ГРИФЦОВ Борис Александрович
Критик, переводчик, искусствовед. Публикации в журналах «Зори», «Перевал», «Русская мысль», альманахах и сборниках «Юность» (1907), «Корабли» (1907), «Белый камень» (1907) и др. Сотрудник журнала «София». Книги «Три мыслителя. В. Розанов, Д. Мережковский, Л. Шестов» (М., 1911), «Рим» (М., 1914), «Бесполезные воспоминания» (1915; отд. изд. – Берлин, 1923), «Искусство Греции» (М.; Пг., 1923), «Теория романа» (М., 1927), «Как работал Бальзак» (М., 1937). Переводы произведений М. Пруста, Г. Флобера, Р. Роллана, Дж. Вазари.
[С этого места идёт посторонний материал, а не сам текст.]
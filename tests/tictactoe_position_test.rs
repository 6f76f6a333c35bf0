//! Tests for tic-tac-toe position enum.

use unbeatable_tictactoe::{Board, Player, Position, Square};

#[test]
fn test_position_to_index() {
    assert_eq!(Position::TopLeft.to_index(), 0);
    assert_eq!(Position::Center.to_index(), 4);
    assert_eq!(Position::BottomRight.to_index(), 8);
}

#[test]
fn test_position_from_index() {
    assert_eq!(Position::from_index(0), Some(Position::TopLeft));
    assert_eq!(Position::from_index(4), Some(Position::Center));
    assert_eq!(Position::from_index(8), Some(Position::BottomRight));
    assert_eq!(Position::from_index(9), None);
}

#[test]
fn test_number_is_one_based() {
    assert_eq!(Position::TopLeft.number(), 1);
    assert_eq!(Position::BottomRight.number(), 9);
}

#[test]
fn test_valid_moves_empty_board() {
    let board = Board::new();
    let valid = Position::valid_moves(&board);
    assert_eq!(valid.len(), 9); // All positions valid on empty board
}

#[test]
fn test_valid_moves_filters_occupied() {
    let mut board = Board::new();
    board.set(Position::TopLeft, Square::Occupied(Player::X));
    board.set(Position::Center, Square::Occupied(Player::O));

    let valid = Position::valid_moves(&board);
    assert_eq!(valid.len(), 7); // 2 occupied, 7 free
    assert!(!valid.contains(&Position::TopLeft));
    assert!(!valid.contains(&Position::Center));
    assert!(valid.contains(&Position::BottomRight));
}

#[test]
fn test_valid_moves_in_index_order() {
    let board: Board = "X.O .X. O..".parse().unwrap();
    let indices: Vec<usize> = Position::valid_moves(&board)
        .into_iter()
        .map(Position::to_index)
        .collect();
    assert_eq!(indices, vec![1, 3, 5, 7, 8]);
}
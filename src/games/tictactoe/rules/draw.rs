//! Draw detection logic for tic-tac-toe.
//!
//! A draw is a full board with no winner; [`super::evaluate`] combines
//! this with the win check.

use super::super::{Board, Square};

/// Checks if the board is full (all squares occupied).
pub fn is_full(board: &Board) -> bool {
    board.squares().iter().all(|s| *s != Square::Empty)
}

#[cfg(test)]
mod tests {
    use super::super::super::{GameStatus, Player, Position};
    use super::super::evaluate;
    use super::*;

    #[test]
    fn test_empty_board_not_full() {
        let board = Board::new();
        assert!(!is_full(&board));
    }

    #[test]
    fn test_partial_board_not_full() {
        let mut board = Board::new();
        board.set(Position::Center, Square::Occupied(Player::X));
        assert!(!is_full(&board));
    }

    #[test]
    fn test_draw_detection() {
        // X O X / X O O / O X X
        let board: Board = "XOX XOO OXX".parse().unwrap();
        assert!(is_full(&board));
        assert_eq!(evaluate(&board), GameStatus::Draw);
    }

    #[test]
    fn test_full_board_with_winner_is_not_draw() {
        // X X X / O O X / X O O
        let board: Board = "XXX OOX XOO".parse().unwrap();
        assert!(is_full(&board));
        assert_eq!(evaluate(&board), GameStatus::Won(Player::X));
    }
}
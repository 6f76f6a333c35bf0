//! Named board positions for tic-tac-toe moves.

use super::types::Board;
use serde::{Deserialize, Serialize};
use tracing::instrument;

/// A position on the tic-tac-toe board (0-8, row-major).
#[derive(
    Debug,
    Clone,
    Copy,
    PartialEq,
    Eq,
    Hash,
    PartialOrd,
    Ord,
    Serialize,
    Deserialize,
    strum::EnumIter,
)]
pub enum Position {
    /// Top-left (position 0)
    TopLeft,
    /// Top-center (position 1)
    TopCenter,
    /// Top-right (position 2)
    TopRight,
    /// Middle-left (position 3)
    MiddleLeft,
    /// Center (position 4)
    Center,
    /// Middle-right (position 5)
    MiddleRight,
    /// Bottom-left (position 6)
    BottomLeft,
    /// Bottom-center (position 7)
    BottomCenter,
    /// Bottom-right (position 8)
    BottomRight,
}

impl Position {
    /// All 9 positions in index order.
    pub const ALL: [Position; 9] = [
        Position::TopLeft,
        Position::TopCenter,
        Position::TopRight,
        Position::MiddleLeft,
        Position::Center,
        Position::MiddleRight,
        Position::BottomLeft,
        Position::BottomCenter,
        Position::BottomRight,
    ];

    /// Get label for this position (for display).
    pub fn label(&self) -> &'static str {
        match self {
            Position::TopLeft => "Top-left",
            Position::TopCenter => "Top-center",
            Position::TopRight => "Top-right",
            Position::MiddleLeft => "Middle-left",
            Position::Center => "Center",
            Position::MiddleRight => "Middle-right",
            Position::BottomLeft => "Bottom-left",
            Position::BottomCenter => "Bottom-center",
            Position::BottomRight => "Bottom-right",
        }
    }

    /// Converts position to board index (0-8).
    pub fn to_index(self) -> usize {
        self as usize
    }

    /// Creates position from board index.
    pub fn from_index(index: usize) -> Option<Self> {
        Self::ALL.get(index).copied()
    }

    /// One-based cell number, as shown on empty squares and typed by players.
    pub fn number(self) -> usize {
        self.to_index() + 1
    }

    /// Row of this position (0-2).
    pub fn row(self) -> usize {
        self.to_index() / 3
    }

    /// Column of this position (0-2).
    pub fn col(self) -> usize {
        self.to_index() % 3
    }

    /// Filters positions by board state - returns only empty squares, in index order.
    #[instrument(skip(board))]
    pub fn valid_moves(board: &Board) -> Vec<Position> {
        Self::ALL
            .iter()
            .copied()
            .filter(|pos| board.is_empty(*pos))
            .collect()
    }
}

impl std::fmt::Display for Position {
    fn fmt(&self, f: &mut std::fmt::Formatter<'_>) -> std::fmt::Result {
        write!(f, "{}", self.label())
    }
}
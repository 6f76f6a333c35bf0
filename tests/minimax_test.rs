//! Tests for the minimax AI.
//!
//! The exhaustive tests play the AI against every possible opponent line.

use unbeatable_tictactoe::{
    best_move, evaluate, score_moves, Board, GameMode, GameSession, GameStatus, Player, Position,
    WIN_SCORE,
};

/// Plays every opponent continuation from `session`, returning the
/// number of finished games and panicking if the AI ever loses.
fn explore(session: &GameSession, games: &mut usize) {
    if session.is_over() {
        assert_ne!(
            session.status(),
            GameStatus::Won(session.ai().opponent()),
            "AI lost:\n{}",
            session.board()
        );
        *games += 1;
        return;
    }

    let human = session.to_move();
    assert_ne!(human, session.ai(), "AI should have replied already");
    for pos in Position::valid_moves(session.board()) {
        let mut next = session.clone();
        next.apply_move(pos.to_index(), human).unwrap();
        explore(&next, games);
    }
}

#[test]
fn test_ai_as_o_never_loses() {
    let session = GameSession::with_ai(GameMode::VsAi, Player::O);
    let mut games = 0;
    explore(&session, &mut games);
    assert!(games > 0);
}

#[test]
fn test_ai_as_x_never_loses() {
    let session = GameSession::with_ai(GameMode::VsAi, Player::X);
    assert_eq!(session.history().len(), 1, "AI opens as X");
    let mut games = 0;
    explore(&session, &mut games);
    assert!(games > 0);
}

#[test]
fn test_blocks_open_top_row() {
    let board: Board = "X.X ... ...".parse().unwrap();
    assert_eq!(best_move(&board, Player::O), Some(Position::TopCenter));
}

#[test]
fn test_win_preferred_over_block() {
    // O can win on the middle row or block X's top row; winning is better.
    let board: Board = "XX. OO. X..".parse().unwrap();
    assert_eq!(best_move(&board, Player::O), Some(Position::MiddleRight));
}

#[test]
fn test_ties_go_to_lowest_index() {
    // Every opening is a draw under perfect play, so the first square wins the tie.
    let board = Board::new();
    let scores = score_moves(&board, Player::X);
    assert_eq!(scores.len(), 9);
    assert!(scores.iter().all(|&(_, s)| s == 0));
    assert_eq!(best_move(&board, Player::X), Some(Position::TopLeft));
}

#[test]
fn test_scores_bounded_by_win_score() {
    let board: Board = "X.. .O. ...".parse().unwrap();
    for (_, score) in score_moves(&board, Player::X) {
        assert!((-WIN_SCORE..=WIN_SCORE).contains(&score));
    }
}

#[test]
fn test_never_picks_occupied_square() {
    for text in ["X.. ... ...", "XO. .X. ...", "XOX .O. ..X", "OX. XO. X.."] {
        let board: Board = text.parse().unwrap();
        for ai in [Player::X, Player::O] {
            if let Some(pos) = best_move(&board, ai) {
                assert!(board.is_empty(pos), "{} chose {} on {}", ai, pos, text);
            }
        }
    }
}

#[test]
fn test_none_when_game_over() {
    let won: Board = "OOO XX. X..".parse().unwrap();
    assert_eq!(evaluate(&won), GameStatus::Won(Player::O));
    assert_eq!(best_move(&won, Player::X), None);
    assert!(score_moves(&won, Player::X).is_empty());
}
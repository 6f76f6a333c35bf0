//! Tic-tac-toe - Unified CLI
//!
//! Interactive play plus one-shot board analysis.

#![warn(missing_docs)]

mod cli;

use anyhow::{Context, Result};
use clap::Parser;
use cli::{Cli, Command};
use std::path::Path;
use tracing::{info, instrument};
use tracing_subscriber::EnvFilter;
use unbeatable_tictactoe::{
    AnalysisReport, BestMoveReport, Board, EvaluateReport, GameConfig, GameMode, Player,
};

fn main() -> Result<()> {
    // Load .env file
    dotenvy::dotenv().ok();

    let cli = Cli::parse();

    match cli.command {
        Command::Play { config, mode, ai } => run_play(&config, mode, ai),
        Command::Evaluate { board, json } => {
            initialize_cli_tracing();
            run_evaluate(board, json)
        }
        Command::Best { board, ai, json } => {
            initialize_cli_tracing();
            run_best(&board, ai, json)
        }
        Command::Analyze { board, ai } => {
            initialize_cli_tracing();
            run_analyze(&board, ai)
        }
    }
}

/// Run the terminal UI
fn run_play(config_path: &Path, mode: Option<GameMode>, ai: Option<Player>) -> Result<()> {
    let mut config = GameConfig::load_or_default(config_path)
        .with_context(|| format!("loading {}", config_path.display()))?;

    if let Some(mode) = mode {
        config = config.with_mode(mode);
    }
    if let Some(ai) = ai {
        config = config.with_ai_player(ai);
    }

    unbeatable_tictactoe::tui::run_tui(config)
}

#[instrument(skip(board))]
fn run_evaluate(board: Board, json: bool) -> Result<()> {
    let report = EvaluateReport::new(board);
    info!(status = %report.status, "Board evaluated");
    if json {
        println!("{}", serde_json::to_string_pretty(&report)?);
    } else {
        println!("{}", report);
    }
    Ok(())
}

#[instrument(skip(board))]
fn run_best(board: &Board, ai: Player, json: bool) -> Result<()> {
    let report = BestMoveReport::new(board, ai);
    info!(position = ?report.position, "Best move computed");
    if json {
        println!("{}", serde_json::to_string_pretty(&report)?);
    } else {
        println!("{}", report);
    }
    Ok(())
}

#[instrument(skip(board))]
fn run_analyze(board: &Board, ai: Player) -> Result<()> {
    let report = AnalysisReport::new(board, ai);
    println!("{}", report);
    Ok(())
}

fn initialize_cli_tracing() {
    tracing_subscriber::fmt()
        .with_env_filter(
            EnvFilter::try_from_default_env().unwrap_or_else(|_| EnvFilter::new("warn")),
        )
        .with_writer(std::io::stderr)
        .init();
}
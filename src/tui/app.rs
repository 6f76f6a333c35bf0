//! Application state and logic.

use crate::config::{GameConfig, Theme};
use crate::games::tictactoe::{Board, GameMode, GameSession, GameStatus, Move, Position, Square};
use crossterm::event::KeyCode;
use std::time::{Duration, Instant};
use tracing::{debug, info};

use super::input::{digit_index, move_cursor};

/// An AI move that is already on the board but not shown yet.
#[derive(Debug, Clone, Copy)]
struct PendingReply {
    mv: Move,
    reveal_at: Instant,
}

/// Main application state.
pub struct App {
    session: GameSession,
    cursor: Position,
    theme: Theme,
    ai_delay: Duration,
    pending: Option<PendingReply>,
    feedback: Option<String>,
    bell: bool,
}

impl App {
    /// Creates a new application from configuration.
    pub fn new(config: &GameConfig) -> Self {
        let session = GameSession::with_ai(*config.mode(), *config.ai_player());
        let mut app = Self {
            session,
            cursor: Position::Center,
            theme: *config.theme(),
            ai_delay: Duration::from_millis(*config.ai_delay_ms()),
            pending: None,
            feedback: None,
            bell: false,
        };
        // An AI playing X has already opened.
        if let Some(mv) = app.session.history().first().copied() {
            app.hold_back(Some(mv));
        }
        app
    }

    /// Returns the game session.
    pub fn session(&self) -> &GameSession {
        &self.session
    }

    /// Returns the cursor position.
    pub fn cursor(&self) -> Position {
        self.cursor
    }

    /// Returns the active theme.
    pub fn theme(&self) -> Theme {
        self.theme
    }

    /// Returns true while an AI reply is being held back.
    pub fn is_thinking(&self) -> bool {
        self.pending.is_some()
    }

    /// The board as it should be shown: a held-back reply is still empty.
    pub fn visible_board(&self) -> Board {
        let mut board = self.session.board().clone();
        if let Some(pending) = self.pending {
            board.set(pending.mv.position, Square::Empty);
        }
        board
    }

    /// The winning line to highlight, once it is visible.
    pub fn highlighted_line(&self) -> Option<[Position; 3]> {
        if self.is_thinking() {
            None
        } else {
            self.session.winning_line()
        }
    }

    /// Text for the status bar.
    pub fn status_line(&self) -> String {
        if self.is_thinking() {
            return "AI is thinking...".to_string();
        }
        if let Some(feedback) = &self.feedback {
            return feedback.clone();
        }
        match self.session.status() {
            GameStatus::InProgress => format!("Player {}'s turn", self.session.to_move()),
            GameStatus::Won(player) => format!("Player {} wins!", player),
            GameStatus::Draw => "It's a draw!".to_string(),
        }
    }

    /// Label for the mode indicator.
    pub fn mode_label(&self) -> String {
        match self.session.mode() {
            GameMode::TwoPlayer => "Mode: 2 Players".to_string(),
            GameMode::VsAi => format!("Mode: VS AI (AI plays {})", self.session.ai()),
        }
    }

    /// Reveals a held-back reply once its delay has passed.
    pub fn tick(&mut self, now: Instant) {
        if let Some(pending) = self.pending {
            if now >= pending.reveal_at {
                debug!(mv = %pending.mv, "Revealing AI move");
                self.pending = None;
                self.ring_if_over();
            }
        }
    }

    /// Returns true once per finished game, when the result becomes visible.
    pub fn take_bell(&mut self) -> bool {
        std::mem::take(&mut self.bell)
    }

    /// Handles a key press. Returns false when the user quits.
    pub fn handle_key(&mut self, key: KeyCode) -> bool {
        match key {
            KeyCode::Char('q') | KeyCode::Esc => {
                info!("User quit");
                return false;
            }
            KeyCode::Char('r') => self.restart(),
            KeyCode::Char('m') => self.toggle_mode(),
            KeyCode::Char('t') => self.theme = self.theme.toggled(),
            KeyCode::Enter | KeyCode::Char(' ') => self.place(self.cursor.to_index()),
            KeyCode::Up | KeyCode::Down | KeyCode::Left | KeyCode::Right => {
                self.cursor = move_cursor(self.cursor, key);
            }
            other => {
                if let Some(index) = digit_index(other) {
                    self.place(index);
                }
            }
        }
        true
    }

    /// Places the current player's mark at `index`.
    pub fn place(&mut self, index: usize) {
        if self.is_thinking() {
            debug!(index, "Ignoring input while AI move is pending");
            return;
        }

        let player = self.session.to_move();
        match self.session.apply_move(index, player) {
            Ok(accepted) => {
                self.feedback = None;
                if let Some(pos) = Position::from_index(index) {
                    self.cursor = pos;
                }
                self.hold_back(*accepted.reply());
                if !self.is_thinking() {
                    self.ring_if_over();
                }
            }
            Err(e) => {
                self.feedback = Some(e.to_string());
            }
        }
    }

    /// Restarts the game.
    pub fn restart(&mut self) {
        let opening = self.session.restart();
        self.feedback = None;
        self.pending = None;
        self.bell = false;
        self.cursor = Position::Center;
        self.hold_back(opening);
    }

    /// Switches between two-player and vs-AI mode.
    pub fn toggle_mode(&mut self) {
        if self.is_thinking() {
            return;
        }
        let reply = self.session.toggle_mode();
        self.feedback = None;
        self.hold_back(reply);
        if !self.is_thinking() {
            self.ring_if_over();
        }
    }

    fn ring_if_over(&mut self) {
        if self.session.is_over() {
            info!(status = %self.session.status(), "Announcing result");
            self.bell = true;
        }
    }

    fn hold_back(&mut self, reply: Option<Move>) {
        self.pending = reply.map(|mv| PendingReply {
            mv,
            reveal_at: Instant::now() + self.ai_delay,
        });
    }
}
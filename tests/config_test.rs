//! Tests for loading game configuration.

use std::io::Write;
use tempfile::NamedTempFile;
use unbeatable_tictactoe::{GameConfig, GameMode, Player, Theme};

fn write_config(contents: &str) -> NamedTempFile {
    let mut file = NamedTempFile::new().unwrap();
    file.write_all(contents.as_bytes()).unwrap();
    file
}

#[test]
fn test_defaults() {
    let config = GameConfig::default();
    assert_eq!(*config.mode(), GameMode::TwoPlayer);
    assert_eq!(*config.ai_player(), Player::O);
    assert_eq!(*config.ai_delay_ms(), 350);
    assert_eq!(*config.theme(), Theme::Dark);
}

#[test]
fn test_load_full_file() {
    let file = write_config(
        r#"
mode = "vs_ai"
ai_player = "X"
ai_delay_ms = 0
theme = "light"
"#,
    );

    let config = GameConfig::from_file(file.path()).unwrap();
    assert_eq!(*config.mode(), GameMode::VsAi);
    assert_eq!(*config.ai_player(), Player::X);
    assert_eq!(*config.ai_delay_ms(), 0);
    assert_eq!(*config.theme(), Theme::Light);
}

#[test]
fn test_accepts_command_line_spelling() {
    let file = write_config(
        r#"
mode = "vs-ai"
ai_player = "x"
"#,
    );

    let config = GameConfig::from_file(file.path()).unwrap();
    assert_eq!(*config.mode(), GameMode::VsAi);
    assert_eq!(*config.ai_player(), Player::X);

    let file = write_config("mode = \"two-player\"\nai_player = \"o\"\n");
    let config = GameConfig::from_file(file.path()).unwrap();
    assert_eq!(*config.mode(), GameMode::TwoPlayer);
    assert_eq!(*config.ai_player(), Player::O);
}

#[test]
fn test_missing_keys_take_defaults() {
    let file = write_config("mode = \"vs_ai\"\n");
    let config = GameConfig::from_file(file.path()).unwrap();
    assert_eq!(config, GameConfig::default().with_mode(GameMode::VsAi));
}

#[test]
fn test_missing_file_uses_defaults() {
    let dir = tempfile::tempdir().unwrap();
    let config = GameConfig::load_or_default(dir.path().join("absent.toml")).unwrap();
    assert_eq!(config, GameConfig::default());
}

#[test]
fn test_invalid_toml_is_error() {
    let file = write_config("mode = \"chess\"\n");
    let err = GameConfig::from_file(file.path()).unwrap_err();
    assert!(err.message.contains("Failed to parse config"), "{}", err);
    assert!(err.to_string().starts_with("Config error:"));
}

#[test]
fn test_config_round_trips_through_toml() {
    let config = GameConfig::default()
        .with_mode(GameMode::VsAi)
        .with_ai_player(Player::X)
        .with_ai_delay_ms(10);
    let text = toml::to_string(&config).unwrap();
    let file = write_config(&text);
    assert_eq!(GameConfig::from_file(file.path()).unwrap(), config);
}
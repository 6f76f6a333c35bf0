//! Terminal UI for playing tic-tac-toe.

mod app;
mod input;
mod ui;

pub use app::App;
pub use input::{digit_index, move_cursor};

use crate::config::GameConfig;
use anyhow::Result;
use crossterm::{
    event::{self, Event, KeyEventKind},
    execute,
    style::Print,
    terminal::{disable_raw_mode, enable_raw_mode, EnterAlternateScreen, LeaveAlternateScreen},
};
use ratatui::{backend::CrosstermBackend, Terminal};
use std::io;
use std::time::{Duration, Instant};
use tracing::{error, info, instrument};

/// File the TUI logs to, so tracing output does not corrupt the screen.
pub const LOG_FILE: &str = "tictactoe_tui.log";

/// Runs the interactive game until the user quits.
pub fn run_tui(config: GameConfig) -> Result<()> {
    let log_file = std::fs::File::create(LOG_FILE)?;
    let _ = tracing_subscriber::fmt()
        .with_env_filter(
            tracing_subscriber::EnvFilter::try_from_default_env()
                .unwrap_or_else(|_| tracing_subscriber::EnvFilter::new("info")),
        )
        .with_writer(std::sync::Arc::new(log_file))
        .with_ansi(false)
        .try_init(); // Don't panic if already initialized

    info!(?config, "Starting tic-tac-toe TUI");

    enable_raw_mode()?;
    let mut stdout = io::stdout();
    execute!(stdout, EnterAlternateScreen)?;
    let backend = CrosstermBackend::new(stdout);
    let mut terminal = Terminal::new(backend)?;

    let mut app = App::new(&config);
    let res = run_app(&mut terminal, &mut app);

    disable_raw_mode()?;
    execute!(terminal.backend_mut(), LeaveAlternateScreen)?;
    terminal.show_cursor()?;

    if let Err(err) = &res {
        error!(error = ?err, "Game loop error");
    }
    info!("TUI exited");
    res
}

/// Draw, reveal pending AI moves, read one key; repeat.
#[instrument(skip_all)]
fn run_app(terminal: &mut Terminal<CrosstermBackend<io::Stdout>>, app: &mut App) -> Result<()> {
    loop {
        app.tick(Instant::now());
        terminal.draw(|f| ui::draw(f, app))?;
        if app.take_bell() {
            // Win and draw sound.
            execute!(terminal.backend_mut(), Print('\u{7}'))?;
        }

        if event::poll(Duration::from_millis(50))? {
            if let Event::Key(key) = event::read()? {
                if key.kind == KeyEventKind::Press && !app.handle_key(key.code) {
                    return Ok(());
                }
            }
        }
    }
}
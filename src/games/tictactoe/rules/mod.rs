//! Game rules for tic-tac-toe.
//!
//! This module contains pure functions for evaluating game state
//! according to tic-tac-toe rules. Rules are separated from board
//! storage so the session and the search share one definition.

pub mod draw;
pub mod status;
pub mod win;

pub use draw::is_full;
pub use status::evaluate;
pub use win::{check_winner, winning_line, LINES};
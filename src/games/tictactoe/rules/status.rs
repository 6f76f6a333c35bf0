//! Outcome evaluation: folds win and draw detection into a [`GameStatus`].

use super::super::{Board, GameStatus};
use super::draw::is_full;
use super::win::check_winner;

/// Evaluates the board.
///
/// A completed line wins even on a full board, so the win check runs
/// before the draw check. Pure and total over every 9-cell board.
pub fn evaluate(board: &Board) -> GameStatus {
    if let Some(winner) = check_winner(board) {
        GameStatus::Won(winner)
    } else if is_full(board) {
        GameStatus::Draw
    } else {
        GameStatus::InProgress
    }
}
«С Борей Грифцовым я познакомилась, когда он был совсем молодым. Вспоминаю его в студенческой тужурке, немного сутулым, с порывистыми, угловатыми движениями, а лицо было чрезвычайно свежее и очень привлекательное. Особенно хороши были глаза, как-то по-особенному посаженные, с тяжелыми веками, лучистые, синие…Боря любил и знал музыку. Мы с ним много шутили, беседовали, говорили о жизни, мечтали о путешествиях, поверяли друг другу свои сердечные тайны. Отсюда и пошло название „кузина“, которое и сохранилось за мной до последних дней.
Боря был весел, общителен, любил поговорить. Отлично читал лекции. Я помню одну в Политехническом музее – не то об Италии, не то о Греции – с волшебным фонарем. Он говорил легко, просто, интересно, увлекаясь, и слушали его тоже с увлечением, даже не всегда вникая в содержание, а получали удовольствие от его голоса, от формы лекции.
…Позднее я редко виделась с „кузеном“, и в воспоминаниях какой-то провал. И уже в конце войны 41-го я снова стала довольно часто встречаться с Борисом.
Он работал над Бальзаком и задумал, и начал писать свою автобиографию, но успел ее довести только до февральской революции. Я ему переписывала на машинке. Особенно мне запомнилась семья Трубецкого, где он давал уроки молодому князьку. Писал он прекрасно, и беседовать с ним было так же интересно, как и раньше. Но внешне „кузен“ сильно изменился. Он еще не был стар, но как-то весьма высох, лицо покрылось сетью преждевременных морщин. Это было, очевидно, началом той страшной болезни, которая его преследовала и пугала» (Е. Муратова. Встречи).